Méthodes optiques pour l’étude des peintures de chevalet

Méthodes optiques pour l’étude des peintures de chevalet

C’est essentiellement à la fin du siècle des Lumières (XV IIIème) que nait le souci de conservation des œuvres du patrimoine et les récentes découvertes scientifiques vont permettre le rapprochement de deux disciplines : l’art et la science. Depuis le mégascope, conçu en 1780 par Jacques Charles (1746-1823) pour agrandir les images des objets du patrimoine à l’aide d’une simple lentille convergente, un grand nombre de méthodes optiques ont vu le jour afin d’apporter une information sur l’œuvre au restaurateur : composition pigmentaire, nature du vernis, structure des couches stratifiées, état de dégradation générale. En confrontant ces informations à ses propres connaissances le restaurateur peut alors préciser son protocole et optimiser sa restauration.

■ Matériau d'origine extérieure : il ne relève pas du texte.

/// Service tunables.
#[derive(Debug, Clone, PartialEq, Eq, Serialize, Deserialize)]
#[serde(default)]
pub struct ServiceConfig {
    /// Rows returned by [`CapacityService::get_ledger`] when no limit is given.
    pub default_ledger_limit: usize,
    /// Hard cap on requested ledger limits.
    pub max_ledger_limit: usize,
}

impl Default for ServiceConfig {
    fn default() -> Self {
        Self {
            default_ledger_limit: 100,
            max_ledger_limit: 1000,
        }
    }
}

/// Approve a pending reservation by consuming `spaces`.
#[derive(Debug, Clone, PartialEq, Eq, Serialize, Deserialize)]
pub struct ReserveRequest {
    /// Pool to draw from.
    pub competition_id: CompetitionId,
    /// Reservation being approved.
    pub reservation_id: ReservationId,
    /// Tokens to grant.
    pub spaces: Tokens,
    /// Approving user.
    pub acting_user: UserId,
}

/// Return `spaces` to the pool.
#[derive(Debug, Clone, PartialEq, Eq, Serialize, Deserialize)]
pub struct RefundRequest {
    /// Pool to return to.
    pub competition_id: CompetitionId,
    /// Reservation the spaces came from, if any.
    pub reservation_id: Option<ReservationId>,
    /// Tokens to return.
    pub spaces: Tokens,
    /// Why; never `ReservationApproval`.
    pub reason: ChangeReason,
    /// Acting user.
    pub acting_user: UserId,
    /// Key of the originating event; a replay with the same key is a no-op.
    pub idempotency_key: String,
}

/// Signed administrative change to a pool.
#[derive(Debug, Clone, PartialEq, Eq, Serialize, Deserialize)]
pub struct Adjustment {
    /// Pool to adjust.
    pub competition_id: CompetitionId,
    /// Reservation the change concerns, if any.
    pub reservation_id: Option<ReservationId>,
    /// Negative consumes, positive returns.
    pub change: Tokens,
    /// Why; never `ReservationApproval`.
    pub reason: ChangeReason,
    /// Acting user.
    pub acting_user: UserId,
    /// Key of the originating event.
    pub idempotency_key: String,
}

/// Counter movement produced by an applied operation.
#[derive(Debug, Clone, PartialEq, Eq, Serialize, Deserialize)]
pub struct CapacityChange {
    /// Ledger row written.
    pub entry_id: LedgerEntryId,
    /// Available tokens before.
    pub available_before: Tokens,
    /// Available tokens after.
    pub available_after: Tokens,
}

/// Why an operation was skipped as already processed.
#[derive(Debug, Clone, PartialEq, Eq, Serialize, Deserialize)]
pub enum Duplicate {
    /// The reservation had already left `pending`.
    ReservationNotPending(ReservationStatus),
    /// An approval entry already exists for the reservation.
    ApprovalRecorded(LedgerEntryId),
    /// An entry with the same idempotency key already exists.
    IdempotencyKeyUsed(LedgerEntryId),
}

/// Successful result of a mutation. Rejections are errors.
#[derive(Debug, Clone, PartialEq, Eq, Serialize, Deserialize)]
pub enum Outcome {
    /// State changed and one ledger entry was appended.
    Applied(CapacityChange),
    /// Nothing changed; the work had been done before.
    AlreadyApplied(Duplicate),
}

impl Outcome {
    /// True when this call changed state.
    pub fn is_applied(&self) -> bool {
        matches!(self, Self::Applied(_))
    }

    /// Counter movement, when applied.
    pub fn change(&self) -> Option<&CapacityChange> {
        match self {
            Self::Applied(change) => Some(change),
            Self::AlreadyApplied(_) => None,
        }
    }
}

/// Result of comparing the ledger against live counters.
#[derive(Debug, Clone, PartialEq, Eq, Serialize, Deserialize)]
pub struct ReconcileReport {
    /// Competition checked.
    pub competition_id: CompetitionId,
    /// Ceiling.
    pub total: Tokens,
    /// `total - actual_available`, tokens currently granted.
    pub allocated: Tokens,
    /// Live counter.
    pub actual_available: Tokens,
    /// `total + sum(ledger deltas)`.
    pub expected_available: Tokens,
    /// `actual - expected`; zero when consistent.
    pub discrepancy: Tokens,
    /// `discrepancy == 0`.
    pub is_accurate: bool,
    /// Entries summed.
    pub ledger_entry_count: u64,
}

struct PoolChange<'a> {
    competition_id: &'a str,
    reservation_id: Option<&'a str>,
    change: Tokens,
    reason: ChangeReason,
    acting_user: &'a str,
    idempotency_key: &'a str,
}

impl PoolChange<'_> {
    /// True when `prior` records this same change, so a retry may skip it.
    fn replays(&self, prior: &LedgerEntry) -> bool {
        prior.change_amount == self.change
            && prior.reason == self.reason
            && prior.reservation_id.as_deref() == self.reservation_id
    }
}

/// Stateless service over an explicit store.
#[derive(Debug, Clone)]
pub struct CapacityService {
    store: Arc<SqliteStore>,
    config: ServiceConfig,
}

En optique on étudie l’interaction entre les constituants de la peinture et un rayonnement incident. La possibilité d’effectuer une analyse in situ mais surtout non destructive de l’œuvre a par conséquent contribué au large succès de ces technologies. Tout le domaine spectral allant des rayons X aux infrarouges a été exploité et chaque domaine spectral s’emploie à une application bien spécifique. Les principales méthodes scientifiques relevant du domaine de l’optique sont résumées ci-dessous de manière non exhaustive et sont comparées dans le tableau de la figure 1.5. Pour chaque technique il existe une grande diversité de dispositifs ayant chacun leurs propres caractéristiques, qui peuvent donc varier fortement de l’un à l’autre. Les valeurs indiquées dans le tableau donnent un ordre de grandeur des performances généralement atteintes. Le lecteur intéressé pourra se reporter à [Mohen, 1996,Mohen, 2005] pour un aperçu plus général des sciences appliquées à l’art.

Rayons X

La radiographie par transmission de rayons X (XRR9 ) est une des premières applications optique aux œuvres d’art [Dupouy, 1996]. En 1914, peu après la découverte des rayons X par Röntgen en 1895, les premières radiographies de tableaux sont réalisées. A la manière d’une radiographie médicale le contraste de la photographie obtenue sous rayons X provient de l’absorption de certains éléments lourds comme le plomb (du blanc de plomb) ou de couches picturales peu absorbantes mais épaisses. Les constituants de la peinture sont généralement transparents aux rayons X et c’est donc plutôt l’état des supports, les marques d’usure du tableau qui sont étudiés. Il est aussi possible de mettre en évidence la superpositon de tableaux, d’anciennes restaurations ou encore des repentirs du peintre. La technique se trouve cependant limitée par le fait que la couche de préparation, traditionellement réalisée au blanc de plomb, créé un mur d’absorption. La figure 1.4 montre comment la radiographie du tableau L’atelier de Bazille, du peintre du même nom, révèle qu’il fut peint sur un premier tableau de nu, probablement de Renoir.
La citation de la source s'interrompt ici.